The molecular and cellular biologic basis for the radiation treatment of benign proliferative diseases.

Since its discovery, radiation has been used to treat numerous ailments, including many benign conditions. The most susceptible disorders have included keloids, heterotopic bone formation, and, most recently, vascular restenosis. These disorders are proliferative in nature and fall under the category of excessive wound healing or scar formation after trauma. In addition, radiation has been used for its immunosuppressive quality, eg, in organ transplantation to suppress graft rejection and in the treatment of autoimmune diseases. In this article, we have chosen keloids as an archetype for radiation use with benign conditions; the radiation inhibition of vascular restenosis will be used as a prototype to explore a paradigm for the molecular and cellular basis of radiation treatment for selected benign disorders.

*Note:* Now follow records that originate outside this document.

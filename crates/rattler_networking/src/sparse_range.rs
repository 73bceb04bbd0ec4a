use bisection::{bisect_left, bisect_right};
use itertools::Itertools;
use std::{
    fmt::{Debug, Display, Formatter},
    ops::{Range, RangeInclusive},
};

// A data structure that keeps track of a range of values with potential holes in them.
#[derive(Default, Clone, Eq, PartialEq)]
pub struct SparseRange {
    left: Vec<u64>,
    right: Vec<u64>,
}

impl Display for SparseRange {
    fn fmt(&self, f: &mut Formatter<'_>) -> std::fmt::Result {
        write!(
            f,
            "{}",
            self.covered_ranges()
                .format_with(", ", |elt, f| f(&format_args!(
                    "{}..={}",
                    elt.start(),
                    elt.end()
                )))
        )
    }
}

impl Debug for SparseRange {
    fn fmt(&self, f: &mut Formatter<'_>) -> std::fmt::Result {
        write!(f, "{self}",)
    }
}

impl SparseRange {
    /// Construct a new sparse range
    pub fn new() -> Self {
        Self::default()
    }

    // Construct a new SparseRange from an initial covered range.
    pub fn from_range(range: Range<u64>) -> Self {
        Self {
            left: vec![range.start],
            right: vec![range.end - 1], // -1 because the stored range are inclusive
        }
    }

    /// Returns the covered ranges
    pub fn covered_ranges(&self) -> impl Iterator<Item = RangeInclusive<u64>> + '_ {
        self.left
            .iter()
            .zip(self.right.iter())
            .map(|(&left, &right)| RangeInclusive::new(left, right))
    }

    pub fn is_covered(&self, range: Range<u64>) -> bool {
        let range_start = range.start;
        let range_end = range.end - 1;

        // Compute the indices of the ranges that are covered by the request
        let left_index = bisect_left(&self.right, &range_start);
        let right_index = bisect_right(&self.left, &(range_end + 1));

        // Get all the range bounds that are covered
        let left_slice = &self.left[left_index..right_index];
        let right_slice = &self.right[left_index..right_index];

        // Compute the bounds of covered range taking into account existing covered ranges.
        let start = left_slice
            .first()
            .map(|&left_bound| left_bound.min(range_start))
            .unwrap_or(range_start);

        // Get the ranges that are missing
        let mut bound = start;
        for (&left_bound, &right_bound) in left_slice.iter().zip(right_slice.iter()) {
            if left_bound > bound {
                return false;
            }
            bound = right_bound + 1;
        }

        let end = right_slice
            .last()
            .map(|&right_bound| right_bound.max(range_end))
            .unwrap_or(range_end);

        bound > end
    }

    /// Updates the current range to also cover the specified range.
    pub fn update(&mut self, range: Range<u64>) {
        if let Some((new_range, _)) = self.cover(range) {
            *self = new_range;
        }
    }

    /// Find the ranges that are uncovered for the specified range together with what the
    /// SparseRange would look like if we covered that range.
    pub fn cover(&self, range: Range<u64>) -> Option<(SparseRange, Vec<RangeInclusive<u64>>)> {
        let range_start = range.start;
        let range_end = range.end - 1;

        // Compute the indices of the ranges that are covered by the request
        let left_index = bisect_left(&self.right, &range_start);
        let right_index = bisect_right(&self.left, &(range_end + 1));

        // Get all the range bounds that are covered
        let left_slice = &self.left[left_index..right_index];
        let right_slice = &self.right[left_index..right_index];

        // Compute the bounds of covered range taking into account existing covered ranges.
        let start = left_slice
            .first()
            .map(|&left_bound| left_bound.min(range_start))
            .unwrap_or(range_start);
        let end = right_slice
            .last()
            .map(|&right_bound| right_bound.max(range_end))
            .unwrap_or(range_end);

        // Get the ranges that are missing
        let mut ranges = Vec::new();
        let mut bound = start;
        for (&left_bound, &right_bound) in left_slice.iter().zip(right_slice.iter()) {
            if left_bound > bound {
                ranges.push(bound..=(left_bound - 1));
            }
            bound = right_bound + 1;
        }
        if bound <= end {
            ranges.push(bound..=end)
        }

        if !ranges.is_empty() {
            let mut new_left = self.left.clone();
            new_left.splice(left_index..right_index, [start]);
            let mut new_right = self.right.clone();
            new_right.splice(left_index..right_index, [end]);
            Some((
                Self {
                    left: new_left,
                    right: new_right,
                },
                ranges,
            ))
        } else {
            None
        }
    }
}
use std::path::Path;

use serde::{Deserialize, Serialize};
use serde_with::{serde_as, skip_serializing_none};

use super::PackageFile;

/// A representation of the `run_exports.json` file found in package archives.
///
/// The `run_exports.json` file contains information about the run exports of a
/// package
#[serde_as]
#[skip_serializing_none]
#[derive(Debug, Default, Deserialize, Serialize, Eq, PartialEq, Hash, Clone)]
pub struct RunExportsJson {
    /// weak run exports apply a dependency from host to run
    #[serde(skip_serializing_if = "Vec::is_empty", default)]
    pub weak: Vec<String>,
    /// strong run exports apply a dependency from build to host and run
    #[serde(skip_serializing_if = "Vec::is_empty", default)]
    pub strong: Vec<String>,
    /// noarch run exports apply a run export only to noarch packages (other run
    /// exports are ignored) for example, python uses this to apply a
    /// dependency on python to all noarch packages, but not to
    /// the python_abi package
    #[serde(skip_serializing_if = "Vec::is_empty", default)]
    pub noarch: Vec<String>,
    /// weak constrains apply a constrain dependency from host to build, or run
    /// to host
    #[serde(skip_serializing_if = "Vec::is_empty", default)]
    pub weak_constrains: Vec<String>,
    /// strong constrains apply a constrain dependency from build to host and
    /// run
    #[serde(skip_serializing_if = "Vec::is_empty", default)]
    pub strong_constrains: Vec<String>,
}

impl PackageFile for RunExportsJson {
    fn package_path() -> &'static Path {
        Path::new("info/run_exports.json")
    }

    fn from_str(str: &str) -> Result<Self, std::io::Error> {
        serde_json::from_str(str).map_err(Into::into)
    }
}

impl RunExportsJson {
    /// Construct an empty `RunExportsJson`
    pub fn new() -> Self {
        Self::default()
    }

    /// Test if all fields are empty
    pub fn is_empty(&self) -> bool {
        self.weak.is_empty()
            && self.strong.is_empty()
            && self.noarch.is_empty()
            && self.weak_constrains.is_empty()
            && self.strong_constrains.is_empty()
    }
}

#[cfg(test)]
mod test {
    use super::{PackageFile, RunExportsJson};

    #[test]
    pub fn test_reconstruct_run_exports_json() {
        let package_dir = tempfile::tempdir().unwrap();
        std::fs::create_dir_all(package_dir.path().join("info")).unwrap();
        std::fs::write(
            package_dir.path().join("info/run_exports.json"),
            r#"{"weak": ["zlib"], "strong": [], "noarch": [], "weak_constrains": [], "strong_constrains": []}"#,
        )
        .unwrap();

        let run_exports = RunExportsJson::from_package_directory(package_dir.path()).unwrap();
        assert_eq!(run_exports.weak, vec!["zlib".to_string()]);
        assert!(!run_exports.is_empty());
    }
}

Vascular restenosis is currently one of the new frontiers of radiation therapy and offers opportunities to explore the role of inflammatory or immune cell responses in benign conditions that lead to excessive fibrogenesis and require treatment. The pathophysiology of surgical wound healing has not been avidly studied in the radiobiologic laboratory setting. However, the paradigm we propose for the effectiveness of radiation treatment for benign conditions is based on the model offered by Clark. He describes three phases of molecular and cellular events in which an inflammatory phase precedes the fibrogenic phase, occurs within hours of injury, and continues for weeks. We postulate that the radiosensitive targets within the vascular milieu are the monocyte/macrophages that would otherwise act as the trigger for the induced cytokine cascade, leading to the myofibroblast being recruited from a quiescent to a proliferative phase, resulting in fibrogenesis.